Nestle recently had a ground-breaking ceremony for a new factory in Shah Alam situated adjacent to its existing factory. We were not surprised over the expansion plan but the planned capex of RM250m for the year is substantially above our previous estimates of RM120m to be used for several expansion phases. We are positive as the capacity of its ready-to-drink (“RTD”) segment will be doubled with contributions from FY14 onwards. We reckon Nestle would have to increase its leverage, and its FY13E net gearing is likely to surge from 0.2x to 0.4x (as of 1Q13, it was in a net cash position). Nevertheless, the ratio remains within the comfort zone. As we are not able to accurately quantify the impact from the expansion, revenue estimates remain unchanged for now. However, due to higher financing cost, we are fine-tuning our earnings estimates from RM544.4m-RM589.2m to RM543.3mRM588.6m, respectively for FY13-14E. No changes to our TP of RM72.80, which is based on Fwd PER of 29.0x over FY14E EPS. On account of a 10.5% share price appreciation thanks to the post-GE rally, our TP only offers a 5.5% upside now and hence we reiterate our MARKET PERFORM call.
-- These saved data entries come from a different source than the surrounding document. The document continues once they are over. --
#[cfg(test)]
mod tests {
    use super::*;
    use crate::diagnostics::Severity;
    use crate::manifest::ComponentManifestEntry;
    use crate::spec::DataSourceDescriptor;
    use serde_json::json;

    fn manifest() -> Manifest {
        let mut manifest = Manifest::new();
        manifest.register(ComponentManifestEntry::new("Card", "@your-ds/react"));
        manifest.register(
            ComponentManifestEntry::new("Button", "@your-ds/react")
                .with_prop("variant", PropSchema::enumeration(["primary", "secondary"]))
                .with_prop("disabled", PropSchema::of(PropType::Boolean)),
        );
        manifest.register(
            ComponentManifestEntry::new("Pager", "@your-ds/react").with_prop(
                "pageSize",
                PropSchema::of(PropType::Number).range(Some(1.0), Some(100.0)),
            ),
        );
        manifest.register(ComponentManifestEntry::new("DataTable", "@your-ds/react"));
        manifest.register(ComponentManifestEntry::new("Image", "@your-ds/react"));
        manifest
    }

    fn page(nodes: Vec<SpecNode>) -> PageSpec {
        nodes
            .into_iter()
            .fold(PageSpec::new("Dashboard", "/dashboard"), PageSpec::with_section)
    }

    fn check(gate: &dyn QualityGate, spec: &PageSpec) -> ValidationReport {
        let mut diagnostics = Diagnostics::new();
        gate.check(spec, &manifest(), &mut diagnostics);
        diagnostics.into_report()
    }

    #[test]
    fn test_each_invalid_prop_reported() {
        let spec = page(vec![
            SpecNode::new("Button")
                .with_text("Go")
                .with_prop("variant", PropValue::String("danger".into()))
                .with_prop("disabled", PropValue::String("yes".into())),
            SpecNode::new("Pager").with_prop("pageSize", PropValue::Number(500.into())),
        ]);
        let report = check(&PropGate, &spec);
        let kinds: Vec<_> = report.errors.iter().map(|d| d.kind).collect();
        assert_eq!(
            kinds,
            vec![
                DiagnosticKind::InvalidEnumValue,
                DiagnosticKind::InvalidPropType,
                DiagnosticKind::InvalidRange
            ]
        );
        assert_eq!(
            report.errors[0].message,
            "Invalid value \"danger\" for Button.variant. Must be one of: primary, secondary"
        );
        assert_eq!(report.errors[2].message, "Pager.pageSize must be <= 100");
    }

    #[test]
    fn test_expressions_skip_type_checks() {
        let spec = page(vec![SpecNode::new("Button")
            .with_text("Go")
            .with_prop("disabled", PropValue::Expression("form.invalid".into()))]);
        assert!(check(&PropGate, &spec).is_clean());
    }

    #[test]
    fn test_table_columns_rules() {
        let missing = page(vec![SpecNode::new("DataTable")]);
        let report = check(&AccessibilityGate, &missing);
        assert_eq!(report.errors.len(), 1);

        let empty = page(vec![SpecNode::new("DataTable").with_prop("columns", PropValue::Json(json!([])))]);
        let report = check(&AccessibilityGate, &empty);
        assert!(report.is_valid);
        assert_eq!(report.warnings.len(), 1);
    }

    #[test]
    fn test_media_and_button_names() {
        let spec = page(vec![
            SpecNode::new("Image"),
            SpecNode::new("ButtonComponent"),
            SpecNode::new("Button").with_prop("aria-label", PropValue::String("Close".into())),
        ]);
        let report = check(&AccessibilityGate, &spec);
        assert_eq!(report.warnings.len(), 2);
        assert!(report.warnings.iter().all(|d| d.severity == Severity::Warning));
    }

    #[test]
    fn test_data_source_kinds() {
        let spec = page(vec![SpecNode::new("DataTable")
            .with_prop("dataSource", PropValue::DataSource(DataSourceDescriptor::new(DataSourceKind::Graphql)))
            .with_prop("extra", PropValue::DataSource(DataSourceDescriptor::new(DataSourceKind::parse("soap"))))]);
        let report = check(&DataSourceGate, &spec);
        assert_eq!(report.errors.len(), 2);
        assert_eq!(report.errors[0].message, "dataSource of type graphql requires a query field");
        assert!(report.errors[1].message.contains("soap"));
    }

    #[test]
    fn test_design_tokens_in_nested_values() {
        let spec = page(vec![SpecNode::new("Card")
            .with_prop("gap", PropValue::String("spacing.4".into()))
            .with_prop("style", PropValue::Json(json!({"color": "colors.brand.neon"})))]);
        let report = check(&DesignTokenGate, &spec);
        assert_eq!(report.warnings.len(), 1);
        assert_eq!(report.warnings[0].location.as_deref(), Some("sections[0].props.style.color"));
    }

    #[test]
    fn test_naming_rules() {
        let mut spec = page(vec![SpecNode::new("Card").with_id("HeroCard")]);
        spec.page = "dashboard".into();
        spec.route = "dashboard".into();
        let report = check(&NamingGate, &spec);
        assert_eq!(report.errors.len(), 2);
        assert_eq!(report.warnings.len(), 1);
    }

    #[test]
    fn test_engine_runs_every_gate() {
        let spec = page(vec![SpecNode::new("Kard").with_id("Bad-Id")]);
        let report = QualityGateEngine::new().validate_spec(&spec, &manifest());
        assert!(!report.is_valid);
        assert_eq!(report.errors.len(), 1);
        assert_eq!(report.warnings.len(), 1);
        assert_eq!(QualityGateEngine::new().gate_names().len(), 6);
    }
}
Expanding the rapid growth segment. Based on a global market research – “Marketsandmarkets”, the global market for RTD tea and coffee will grow at an estimated CAGR of 10.9% from 2012 to 2017, driven especially by the AsiaPacific region. To jump on the bandwagon, Nestle plans sizable capex for this segment this year as they expects growth of 20% YoY for the next 5 to 10 years. We remain optimistic on Nestle due to its product innovation, marketing investments, and strong capacity expansion amidst growing demand.
Slightly lower earnings due to higher financing cost. We are not adjusting our revenue for this new capacity for now as we are not able to quantify the impact with some degree of certainty. However, based on our back of the envelope calculation, assuming 25% utilization rate for the new capacity in FY14, the estimated FY14E group revenue would be upgraded by 8.2%, resulting in a YoY revenue growth of 15.4% as compared to our previous growth of 7.4%. Nevertheless, we are fine-tuning our earnings estimates from RM544.4m-RM589.2m to RM543.3m-RM588.6m, respectively for FY13-14E to factor in higher interest expense incurred for the financing of the expansion (but there is no impact to our TP).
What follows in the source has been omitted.